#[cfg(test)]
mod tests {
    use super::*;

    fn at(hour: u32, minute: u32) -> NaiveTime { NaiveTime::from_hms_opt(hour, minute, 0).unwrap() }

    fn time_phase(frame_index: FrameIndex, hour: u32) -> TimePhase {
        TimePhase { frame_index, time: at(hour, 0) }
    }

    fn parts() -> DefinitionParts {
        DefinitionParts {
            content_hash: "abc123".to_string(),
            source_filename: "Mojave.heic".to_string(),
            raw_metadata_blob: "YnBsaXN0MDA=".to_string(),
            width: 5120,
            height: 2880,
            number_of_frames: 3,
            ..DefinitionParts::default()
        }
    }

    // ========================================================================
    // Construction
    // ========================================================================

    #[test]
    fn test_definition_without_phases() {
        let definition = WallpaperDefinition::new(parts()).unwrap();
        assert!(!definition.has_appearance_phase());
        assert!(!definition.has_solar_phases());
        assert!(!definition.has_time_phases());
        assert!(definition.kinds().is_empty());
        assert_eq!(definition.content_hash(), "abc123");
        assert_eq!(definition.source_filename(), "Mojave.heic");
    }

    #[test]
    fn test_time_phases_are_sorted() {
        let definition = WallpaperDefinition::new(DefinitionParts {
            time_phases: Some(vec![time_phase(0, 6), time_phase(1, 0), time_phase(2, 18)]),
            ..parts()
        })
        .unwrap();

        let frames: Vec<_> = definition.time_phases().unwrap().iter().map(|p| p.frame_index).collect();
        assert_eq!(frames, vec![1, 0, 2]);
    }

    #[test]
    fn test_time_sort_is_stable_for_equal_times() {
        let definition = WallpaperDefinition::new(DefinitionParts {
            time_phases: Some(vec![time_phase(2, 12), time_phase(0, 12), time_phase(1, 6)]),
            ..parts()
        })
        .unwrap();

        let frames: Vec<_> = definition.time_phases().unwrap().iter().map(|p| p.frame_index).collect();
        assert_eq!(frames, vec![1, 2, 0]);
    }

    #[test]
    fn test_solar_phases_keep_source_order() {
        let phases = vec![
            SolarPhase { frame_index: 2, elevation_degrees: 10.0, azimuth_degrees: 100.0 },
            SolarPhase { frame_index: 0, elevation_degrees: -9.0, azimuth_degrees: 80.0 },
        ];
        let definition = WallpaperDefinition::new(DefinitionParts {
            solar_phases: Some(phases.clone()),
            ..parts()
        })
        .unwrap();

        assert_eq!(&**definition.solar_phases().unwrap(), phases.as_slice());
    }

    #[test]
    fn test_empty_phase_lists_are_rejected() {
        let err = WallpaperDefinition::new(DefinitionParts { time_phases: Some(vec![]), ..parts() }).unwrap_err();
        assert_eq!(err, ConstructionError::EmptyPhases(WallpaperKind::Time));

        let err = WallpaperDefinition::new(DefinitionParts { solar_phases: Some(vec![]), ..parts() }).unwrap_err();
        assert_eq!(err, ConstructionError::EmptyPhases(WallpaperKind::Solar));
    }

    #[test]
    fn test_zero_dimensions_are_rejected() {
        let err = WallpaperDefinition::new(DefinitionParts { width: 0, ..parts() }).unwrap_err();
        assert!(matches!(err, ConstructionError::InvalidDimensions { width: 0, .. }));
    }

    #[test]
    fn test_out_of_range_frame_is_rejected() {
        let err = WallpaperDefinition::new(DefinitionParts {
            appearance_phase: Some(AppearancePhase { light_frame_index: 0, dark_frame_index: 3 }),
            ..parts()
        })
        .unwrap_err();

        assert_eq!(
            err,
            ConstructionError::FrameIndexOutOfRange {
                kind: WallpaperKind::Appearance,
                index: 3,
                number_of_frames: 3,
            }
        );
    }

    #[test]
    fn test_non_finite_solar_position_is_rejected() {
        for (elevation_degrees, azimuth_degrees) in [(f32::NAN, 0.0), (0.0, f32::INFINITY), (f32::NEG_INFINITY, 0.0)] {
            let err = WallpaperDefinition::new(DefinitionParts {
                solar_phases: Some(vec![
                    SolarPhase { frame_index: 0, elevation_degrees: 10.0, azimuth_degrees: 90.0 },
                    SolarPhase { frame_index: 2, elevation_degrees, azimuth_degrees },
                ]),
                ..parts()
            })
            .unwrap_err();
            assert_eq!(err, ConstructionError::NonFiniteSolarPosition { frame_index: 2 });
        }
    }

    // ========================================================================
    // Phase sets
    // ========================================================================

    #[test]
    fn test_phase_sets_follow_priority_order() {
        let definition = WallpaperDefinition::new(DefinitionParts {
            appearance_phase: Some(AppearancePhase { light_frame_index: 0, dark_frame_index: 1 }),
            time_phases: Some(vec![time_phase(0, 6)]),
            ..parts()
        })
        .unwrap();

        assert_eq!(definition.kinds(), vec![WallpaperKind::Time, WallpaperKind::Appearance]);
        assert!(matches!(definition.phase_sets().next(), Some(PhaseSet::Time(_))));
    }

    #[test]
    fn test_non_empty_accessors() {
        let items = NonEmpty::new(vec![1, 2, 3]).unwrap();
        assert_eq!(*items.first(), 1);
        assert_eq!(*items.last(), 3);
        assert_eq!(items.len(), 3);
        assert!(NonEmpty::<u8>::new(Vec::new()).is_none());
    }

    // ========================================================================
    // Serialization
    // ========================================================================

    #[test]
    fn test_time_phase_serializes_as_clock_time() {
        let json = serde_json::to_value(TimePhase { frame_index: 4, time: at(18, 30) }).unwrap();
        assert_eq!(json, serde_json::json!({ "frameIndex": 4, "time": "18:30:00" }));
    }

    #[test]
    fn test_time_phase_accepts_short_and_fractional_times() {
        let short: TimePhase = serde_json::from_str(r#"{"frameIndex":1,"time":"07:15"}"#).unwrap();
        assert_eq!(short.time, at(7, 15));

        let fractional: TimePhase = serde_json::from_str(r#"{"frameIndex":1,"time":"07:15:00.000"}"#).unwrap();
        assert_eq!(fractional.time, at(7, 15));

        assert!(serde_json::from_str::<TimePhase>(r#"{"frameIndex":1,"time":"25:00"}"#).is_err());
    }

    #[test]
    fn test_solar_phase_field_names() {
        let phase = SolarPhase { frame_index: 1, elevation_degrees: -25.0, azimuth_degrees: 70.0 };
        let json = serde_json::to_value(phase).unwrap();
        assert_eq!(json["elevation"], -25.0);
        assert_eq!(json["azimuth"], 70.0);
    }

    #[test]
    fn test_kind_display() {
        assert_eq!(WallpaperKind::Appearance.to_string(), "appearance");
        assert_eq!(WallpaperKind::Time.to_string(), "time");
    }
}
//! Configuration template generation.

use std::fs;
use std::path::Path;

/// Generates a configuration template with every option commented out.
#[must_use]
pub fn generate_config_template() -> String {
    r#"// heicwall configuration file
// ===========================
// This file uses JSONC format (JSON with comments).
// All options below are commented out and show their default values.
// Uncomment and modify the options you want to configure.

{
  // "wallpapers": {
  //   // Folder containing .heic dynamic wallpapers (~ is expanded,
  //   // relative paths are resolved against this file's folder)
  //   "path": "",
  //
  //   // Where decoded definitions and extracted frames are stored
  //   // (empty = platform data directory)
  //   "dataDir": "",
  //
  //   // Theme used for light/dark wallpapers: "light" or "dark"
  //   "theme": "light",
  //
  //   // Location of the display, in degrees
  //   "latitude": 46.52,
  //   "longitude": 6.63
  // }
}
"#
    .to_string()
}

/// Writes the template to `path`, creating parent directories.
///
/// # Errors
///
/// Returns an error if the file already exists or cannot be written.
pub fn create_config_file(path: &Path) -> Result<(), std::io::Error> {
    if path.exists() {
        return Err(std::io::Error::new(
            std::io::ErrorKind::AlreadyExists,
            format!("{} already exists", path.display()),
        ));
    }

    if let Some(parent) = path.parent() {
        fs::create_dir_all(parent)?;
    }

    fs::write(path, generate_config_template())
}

________

● **INSTRUCTIONS FOR THE TASK**
Write out all the data again, exactly as it appears.

● **RESPONSE TO THE EXERCISE**
#[cfg(test)]
mod tests {
    use super::*;

    fn at(hour: u32, minute: u32) -> NaiveTime { NaiveTime::from_hms_opt(hour, minute, 0).unwrap() }

    fn time_phase(frame_index: FrameIndex, hour: u32) -> TimePhase {
        TimePhase { frame_index, time: at(hour, 0) }
    }

    fn parts() -> DefinitionParts {
        DefinitionParts {
            content_hash: "abc123".to_string(),
            source_filename: "Mojave.heic".to_string(),
            raw_metadata_blob: "YnBsaXN0MDA=".to_string(),
            width: 5120,
            height: 2880,
            number_of_frames: 3,
            ..DefinitionParts::default()
        }
    }

    // ========================================================================
    // Construction
    // ========================================================================

    #[test]
    fn test_definition_without_phases() {
        let definition = WallpaperDefinition::new(parts()).unwrap();
        assert!(!definition.has_appearance_phase());
        assert!(!definition.has_solar_phases());
        assert!(!definition.has_time_phases());
        assert!(definition.kinds().is_empty());
        assert_eq!(definition.content_hash(), "abc123");
        assert_eq!(definition.source_filename(), "Mojave.heic");
    }

    #[test]
    fn test_time_phases_are_sorted() {
        let definition = WallpaperDefinition::new(DefinitionParts {
            time_phases: Some(vec![time_phase(0, 6), time_phase(1, 0), time_phase(2, 18)]),
            ..parts()
        })
        .unwrap();

        let frames: Vec<_> = definition.time_phases().unwrap().iter().map(|p| p.frame_index).collect();
        assert_eq!(frames, vec![1, 0, 2]);
    }

    #[test]
    fn test_time_sort_is_stable_for_equal_times() {
        let definition = WallpaperDefinition::new(DefinitionParts {
            time_phases: Some(vec![time_phase(2, 12), time_phase(0, 12), time_phase(1, 6)]),
            ..parts()
        })
        .unwrap();

        let frames: Vec<_> = definition.time_phases().unwrap().iter().map(|p| p.frame_index).collect();
        assert_eq!(frames, vec![1, 2, 0]);
    }

    #[test]
    fn test_solar_phases_keep_source_order() {
        let phases = vec![
            SolarPhase { frame_index: 2, elevation_degrees: 10.0, azimuth_degrees: 100.0 },
            SolarPhase { frame_index: 0, elevation_degrees: -9.0, azimuth_degrees: 80.0 },
        ];
        let definition = WallpaperDefinition::new(DefinitionParts {
            solar_phases: Some(phases.clone()),
            ..parts()
        })
        .unwrap();

        assert_eq!(&**definition.solar_phases().unwrap(), phases.as_slice());
    }

    #[test]
    fn test_empty_phase_lists_are_rejected() {
        let err = WallpaperDefinition::new(DefinitionParts { time_phases: Some(vec![]), ..parts() }).unwrap_err();
        assert_eq!(err, ConstructionError::EmptyPhases(WallpaperKind::Time));

        let err = WallpaperDefinition::new(DefinitionParts { solar_phases: Some(vec![]), ..parts() }).unwrap_err();
        assert_eq!(err, ConstructionError::EmptyPhases(WallpaperKind::Solar));
    }

    #[test]
    fn test_zero_dimensions_are_rejected() {
        let err = WallpaperDefinition::new(DefinitionParts { width: 0, ..parts() }).unwrap_err();
        assert!(matches!(err, ConstructionError::InvalidDimensions { width: 0, .. }));
    }

    #[test]
    fn test_out_of_range_frame_is_rejected() {
        let err = WallpaperDefinition::new(DefinitionParts {
            appearance_phase: Some(AppearancePhase { light_frame_index: 0, dark_frame_index: 3 }),
            ..parts()
        })
        .unwrap_err();

        assert_eq!(
            err,
            ConstructionError::FrameIndexOutOfRange {
                kind: WallpaperKind::Appearance,
                index: 3,
                number_of_frames: 3,
            }
        );
    }

    #[test]
    fn test_non_finite_solar_position_is_rejected() {
        for (elevation_degrees, azimuth_degrees) in [(f32::NAN, 0.0), (0.0, f32::INFINITY), (f32::NEG_INFINITY, 0.0)] {
            let err = WallpaperDefinition::new(DefinitionParts {
                solar_phases: Some(vec![
                    SolarPhase { frame_index: 0, elevation_degrees: 10.0, azimuth_degrees: 90.0 },
                    SolarPhase { frame_index: 2, elevation_degrees, azimuth_degrees },
                ]),
                ..parts()
            })
            .unwrap_err();
            assert_eq!(err, ConstructionError::NonFiniteSolarPosition { frame_index: 2 });
        }
    }

    // ========================================================================
    // Phase sets
    // ========================================================================

    #[test]
    fn test_phase_sets_follow_priority_order() {
        let definition = WallpaperDefinition::new(DefinitionParts {
            appearance_phase: Some(AppearancePhase { light_frame_index: 0, dark_frame_index: 1 }),
            time_phases: Some(vec![time_phase(0, 6)]),
            ..parts()
        })
        .unwrap();

        assert_eq!(definition.kinds(), vec![WallpaperKind::Time, WallpaperKind::Appearance]);
        assert!(matches!(definition.phase_sets().next(), Some(PhaseSet::Time(_))));
    }

    #[test]
    fn test_non_empty_accessors() {
        let items = NonEmpty::new(vec![1, 2, 3]).unwrap();
        assert_eq!(*items.first(), 1);
        assert_eq!(*items.last(), 3);
        assert_eq!(items.len(), 3);
        assert!(NonEmpty::<u8>::new(Vec::new()).is_none());
    }

    // ========================================================================
    // Serialization
    // ========================================================================

    #[test]
    fn test_time_phase_serializes_as_clock_time() {
        let json = serde_json::to_value(TimePhase { frame_index: 4, time: at(18, 30) }).unwrap();
        assert_eq!(json, serde_json::json!({ "frameIndex": 4, "time": "18:30:00" }));
    }

    #[test]
    fn test_time_phase_accepts_short_and_fractional_times() {
        let short: TimePhase = serde_json::from_str(r#"{"frameIndex":1,"time":"07:15"}"#).unwrap();
        assert_eq!(short.time, at(7, 15));

        let fractional: TimePhase = serde_json::from_str(r#"{"frameIndex":1,"time":"07:15:00.000"}"#).unwrap();
        assert_eq!(fractional.time, at(7, 15));

        assert!(serde_json::from_str::<TimePhase>(r#"{"frameIndex":1,"time":"25:00"}"#).is_err());
    }

    #[test]
    fn test_solar_phase_field_names() {
        let phase = SolarPhase { frame_index: 1, elevation_degrees: -25.0, azimuth_degrees: 70.0 };
        let json = serde_json::to_value(phase).unwrap();
        assert_eq!(json["elevation"], -25.0);
        assert_eq!(json["azimuth"], 70.0);
    }

    #[test]
    fn test_kind_display() {
        assert_eq!(WallpaperKind::Appearance.to_string(), "appearance");
        assert_eq!(WallpaperKind::Time.to_string(), "time");
    }
}
//! Configuration template generation.

use std::fs;
use std::path::Path;

/// Generates a configuration template with every option commented out.
#[must_use]
pub fn generate_config_template() -> String {
    r#"// heicwall configuration file
// ===========================
// This file uses JSONC format (JSON with comments).
// All options below are commented out and show their default values.
// Uncomment and modify the options you want to configure.

{
  // "wallpapers": {
  //   // Folder containing .heic dynamic wallpapers (~ is expanded,
  //   // relative paths are resolved against this file's folder)
  //   "path": "",
  //
  //   // Where decoded definitions and extracted frames are stored
  //   // (empty = platform data directory)
  //   "dataDir": "",
  //
  //   // Theme used for light/dark wallpapers: "light" or "dark"
  //   "theme": "light",
  //
  //   // Location of the display, in degrees
  //   "latitude": 46.52,
  //   "longitude": 6.63
  // }
}
"#
    .to_string()
}

/// Writes the template to `path`, creating parent directories.
///
/// # Errors
///
/// Returns an error if the file already exists or cannot be written.
pub fn create_config_file(path: &Path) -> Result<(), std::io::Error> {
    if path.exists() {
        return Err(std::io::Error::new(
            std::io::ErrorKind::AlreadyExists,
            format!("{} already exists", path.display()),
        ));
    }

    if let Some(parent) = path.parent() {
        fs::create_dir_all(parent)?;
    }

    fs::write(path, generate_config_template())
}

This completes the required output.